Shenzhi-Chen/DeepSTARR-Mouse-dataset
收藏Hugging Face2026-04-08 更新2026-03-29 收录
下载链接:
https://hf-mirror.com/datasets/Shenzhi-Chen/DeepSTARR-Mouse-dataset
下载链接
链接失效反馈官方服务:
资源简介:
---
license: cc-by-4.0
language:
- en
tags:
- dna-sequence-model
- deepStarr
- genomics
- mouse
pretty_name: DeepSTARR-mouse-dataset
size_categories:
- 10M<n<100M
task_categories:
- feature-extraction
---
**Dataset Summary**
This dataset was used for training the DeepSTARR-Mouse model for predicting chromatin accessibility and enhancer activity.
**Source Data**
Sequences were derived from **Gorkin et al.**, *Nature* (2020) (https://doi.org/10.1038/s41586-020-2093-3) and the **VISTA Enhancer Browser** (https://enhancer.lbl.gov/). The data were further processed to generate tissue-specific activity and accessibility annotations.
**License**
CC BY 4.0 (Attribution required). For research use only.
**Intended Use**
This dataset is provided for scientific and reproducibility purposes accompanying our publication in *Nature genetics*.
**Citation**
Please cite our paper:
[citation once published]
**Accessibility Model Dataset**
The Accessibility_model_dataset provides the training data for the sequence-to-accessibility model.

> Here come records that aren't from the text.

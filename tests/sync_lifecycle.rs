//! End-to-end sync tests against mock backends.
//!
//! Each test stands up a wiremock server playing a Fever or FreshRSS
//! instance, runs [`sync_account`] against an in-memory database, and
//! checks what landed: the mirrored folder/feed tree, inserted items,
//! read/star state, watermark progression, and the push of pending local
//! changes on the next sync.

use millrace::api::SyncError;
use millrace::repo::sync_account;
use millrace::storage::{
    build_items_query, Account, AccountKind, Database, MainFilter, QueryFilters,
};
use serde_json::json;
use wiremock::matchers::{body_string_contains, header, method, path, query_param};
use wiremock::{Mock, MockServer, ResponseTemplate};

async fn test_db() -> Database {
    Database::open(":memory:").await.unwrap()
}

fn client() -> reqwest::Client {
    reqwest::Client::new()
}

async fn account(db: &Database, id: i64) -> Account {
    db.get_account(id).await.unwrap().unwrap()
}

/// Titles visible for an account, newest first.
async fn titles(db: &Database, account: &Account, main: MainFilter, show_read: bool) -> Vec<String> {
    let filters = QueryFilters {
        account_id: account.id,
        main_filter: main,
        show_read,
        ..QueryFilters::default()
    };
    let sql = build_items_query(&filters, account.kind.separate_state()).unwrap();
    db.query_items(&sql)
        .await
        .unwrap()
        .into_iter()
        .map(|row| row.title)
        .collect()
}

// ============================================================================
// Fever
// ============================================================================

fn fever_auth_doc() -> serde_json::Value {
    json!({"api_version": 3, "auth": 1})
}

fn fever_item(id: i64, title: &str) -> serde_json::Value {
    json!({
        "id": id,
        "feed_id": 10,
        "title": title,
        "author": "Ann",
        "html": "<p>body</p>",
        "url": format!("https://example.com/{id}"),
        "is_read": 0,
        "is_saved": 0,
        "created_on_time": 1_700_000_000 + id
    })
}

/// Mounts the read-side Fever endpoints: groups, feeds, one item page, and
/// the two id lists. The bare `?api` validation call is answered by a
/// catch-all, which must therefore be mounted after everything else.
async fn mount_fever_backend(server: &MockServer, unread_ids: &str, saved_ids: &str) {
    Mock::given(method("POST"))
        .and(query_param("groups", ""))
        .respond_with(ResponseTemplate::new(200).set_body_json(json!({
            "api_version": 3,
            "auth": 1,
            "groups": [{"id": 1, "title": "Tech"}],
            "feeds_groups": [{"group_id": 1, "feed_ids": "10"}]
        })))
        .mount(server)
        .await;
    Mock::given(method("POST"))
        .and(query_param("feeds", ""))
        .respond_with(ResponseTemplate::new(200).set_body_json(json!({
            "api_version": 3,
            "auth": 1,
            "feeds": [{
                "id": 10,
                "title": "Example Feed",
                "url": "https://example.com/rss",
                "site_url": "https://example.com"
            }],
            "feeds_groups": [{"group_id": 1, "feed_ids": "10"}]
        })))
        .mount(server)
        .await;
    Mock::given(method("POST"))
        .and(query_param("items", ""))
        .respond_with(ResponseTemplate::new(200).set_body_json(json!({
            "api_version": 3,
            "auth": 1,
            "items": [fever_item(101, "First"), fever_item(102, "Second")]
        })))
        .mount(server)
        .await;
    Mock::given(method("POST"))
        .and(query_param("unread_item_ids", ""))
        .respond_with(ResponseTemplate::new(200).set_body_json(json!({
            "api_version": 3,
            "auth": 1,
            "unread_item_ids": unread_ids
        })))
        .mount(server)
        .await;
    Mock::given(method("POST"))
        .and(query_param("saved_item_ids", ""))
        .respond_with(ResponseTemplate::new(200).set_body_json(json!({
            "api_version": 3,
            "auth": 1,
            "saved_item_ids": saved_ids
        })))
        .mount(server)
        .await;
    Mock::given(method("POST"))
        .respond_with(ResponseTemplate::new(200).set_body_json(fever_auth_doc()))
        .mount(server)
        .await;
}
impl<'de> Deserialize<'de> for WireItem {
    fn deserialize<D>(deserializer: D) -> Result<Self, D::Error>
    where
        D: Deserializer<'de>,
    {
        struct ItemVisitor;

        impl<'de> Visitor<'de> for ItemVisitor {
            type Value = WireItem;

            fn expecting(&self, f: &mut fmt::Formatter) -> fmt::Result {
                f.write_str("a reader stream item object")
            }

            fn visit_map<A: MapAccess<'de>>(self, mut map: A) -> Result<WireItem, A::Error> {
                let mut draft = ItemDraft::default();

                while let Some(field) = map.next_key::<ItemField>()? {
                    match field {
                        ItemField::Id => draft.remote_id = Some(map.next_value()?),
                        ItemField::Published => {
                            let secs: i64 = map.next_value()?;
                            draft.pub_date =
                                Some(epoch_to_datetime(secs).map_err(de::Error::custom)?);
                        }
                        ItemField::Title => draft.title = Some(map.next_value()?),
                        ItemField::Summary => {
                            let SummaryContent(content) = map.next_value()?;
                            draft.content = content;
                        }
                        ItemField::Alternate => {
                            let AlternateLink(link) = map.next_value()?;
                            draft.link = link;
                        }
                        ItemField::Categories => {
                            let flags: CategoryFlags = map.next_value()?;
                            draft.is_read = flags.read;
                            draft.is_starred = flags.starred;
                        }
                        ItemField::Origin => {
                            let OriginStream(stream_id) = map.next_value()?;
                            draft.feed_remote_id = stream_id;
                        }
                        ItemField::Author => draft.author = map.next_value()?,
                        ItemField::Other => {
                            map.next_value::<IgnoredAny>()?;
                        }
                    }
                }

                draft.freeze().map(WireItem).map_err(de::Error::custom)
            }
        }

        deserializer.deserialize_map(ItemVisitor)
    }
}

#[derive(Deserialize)]
#[serde(field_identifier, rename_all = "camelCase")]
enum ItemsDocField {
    Items,
    #[serde(other)]
    Other,
}

struct ItemsDocument(Vec<Item>);
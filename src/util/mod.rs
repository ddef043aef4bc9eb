//! Shared helpers used across the sync engine.
//!
//! Currently this is URL validation for subscription sources: every feed URL
//! entering the database (CLI `add-feed`, OPML import) passes through
//! [`validate_url`] first.

mod url_validator;

pub use url_validator::{validate_url, UrlValidationError};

It includes data from six tissues — **heart, limb, midbrain(CNS), forebrain, hindbrain and neural tube** — each organized into three cross-validation folds.
For each tissue and fold, the dataset contains three subsets: **training, validation, and test**.
Each subset includes:
a **FASTA file** containing DNA sequences, and
a **TXT file** containing the corresponding chromatin accessibility values.
In total, there are 18 files per tissue (3 folds × 3 subsets × 2 file types).
**Activity Model Dataset**
The Activity_model_dataset provides the training data for the sequence-to-activity model.
It follows the same structure as the accessibility dataset, including data for **heart, limb, and midbrain(CNS), forebrain, hindbrain and neural tube**, each with three cross-validation folds.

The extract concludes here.